Publications

This paper modeled how ultraviolet energy moves through networks of tryptophan molecules inside microtubules. Using quantum open-system equations, the authors tracked how quantum correlations form, spread, and decay, showing that structure and initial excitation strongly affect how long nonclassical information persists.

This review explores how microtubules may interact with light and electromagnetic fields, not just serve as cellular scaffolds. It summarizes evidence that they can guide light and potentially support coherent energy transfer, suggesting roles in biological photonics and possible applications in imaging and quantum-inspired biomaterials.

This study tested how weak magnetic fields and magnesium isotopes affect microtubule assembly. Combining experiments and simulations, the authors found isotope-dependent changes explained by a quantum radical pair mechanism, suggesting nuclear spin dynamics can influence microtubule polymerization under weak magnetic fields.
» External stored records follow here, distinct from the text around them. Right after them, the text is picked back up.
use crate::error::{CharterError, Result};
use std::path::Path;

#[derive(Clone, Debug)]
pub struct AudioData {
    pub samples: Vec<f32>, // interleaved
    pub sample_rate: u32,
    pub channels: u16,
}

impl AudioData {
    /// Load audio from a WAV file
    pub fn load(path: &Path) -> Result<Self> {
        let extension = path
            .extension()
            .and_then(|s| s.to_str())
            .unwrap_or("")
            .to_lowercase();

        match extension.as_str() {
            "wav" | "wave" => Self::load_wav(path),
            ext => Err(CharterError::UnsupportedFormat(ext.to_string())),
        }
    }

    fn load_wav(path: &Path) -> Result<Self> {
        let reader = hound::WavReader::open(path)?;
        let spec = reader.spec();

        let samples: Vec<f32> = match spec.sample_format {
            hound::SampleFormat::Float => reader
                .into_samples::<f32>()
                .collect::<std::result::Result<_, _>>()?,
            hound::SampleFormat::Int => {
                // Normalize by the declared bit depth, not by i32::MAX
                let scale = (1i64 << (spec.bits_per_sample.max(1) - 1)) as f32;
                reader
                    .into_samples::<i32>()
                    .map(|s| s.map(|sample| sample as f32 / scale))
                    .collect::<std::result::Result<_, _>>()?
            }
        };

        log::debug!(
            "Loaded {} ({} Hz, {} ch, {} bit, {} samples)",
            path.display(),
            spec.sample_rate,
            spec.channels,
            spec.bits_per_sample,
            samples.len()
        );

        Ok(AudioData {
            samples,
            sample_rate: spec.sample_rate,
            channels: spec.channels,
        })
    }

    /// Convert multi-channel audio to mono by averaging channels
    pub fn to_mono(&self) -> Vec<f32> {
        mix_to_mono(&self.samples, self.channels)
    }

    /// Get audio duration in seconds
    pub fn duration(&self) -> f32 {
        if self.sample_rate == 0 || self.channels == 0 {
            0.0
        } else {
            self.samples.len() as f32 / (self.sample_rate as f32 * self.channels as f32)
        }
    }
}

/// Average interleaved channels sample-wise.
pub fn mix_to_mono(samples: &[f32], channels: u16) -> Vec<f32> {
    if channels <= 1 {
        return samples.to_vec();
    }

    let channels = channels as usize;
    samples
        .chunks_exact(channels)
        .map(|chunk| chunk.iter().sum::<f32>() / channels as f32)
        .collect()
}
This review examines proposed quantum mechanisms in the brain, such as spin and optical effects, and compares them with existing experimental evidence. It finds some support for quantum influences but highlights major challenges in explaining how these effects could meaningfully impact brain function.

This paper introduces CoMAP, a bioinformatics tool that identifies biological pathways enriched in proteins containing specific cofactors across human, mouse, and yeast genomes. Using gene mapping, overrepresentation analysis, and hierarchical clustering, the authors demonstrate their utility through a ferroptosis case study, recovering both known and potentially novel cofactor-dependent pathways.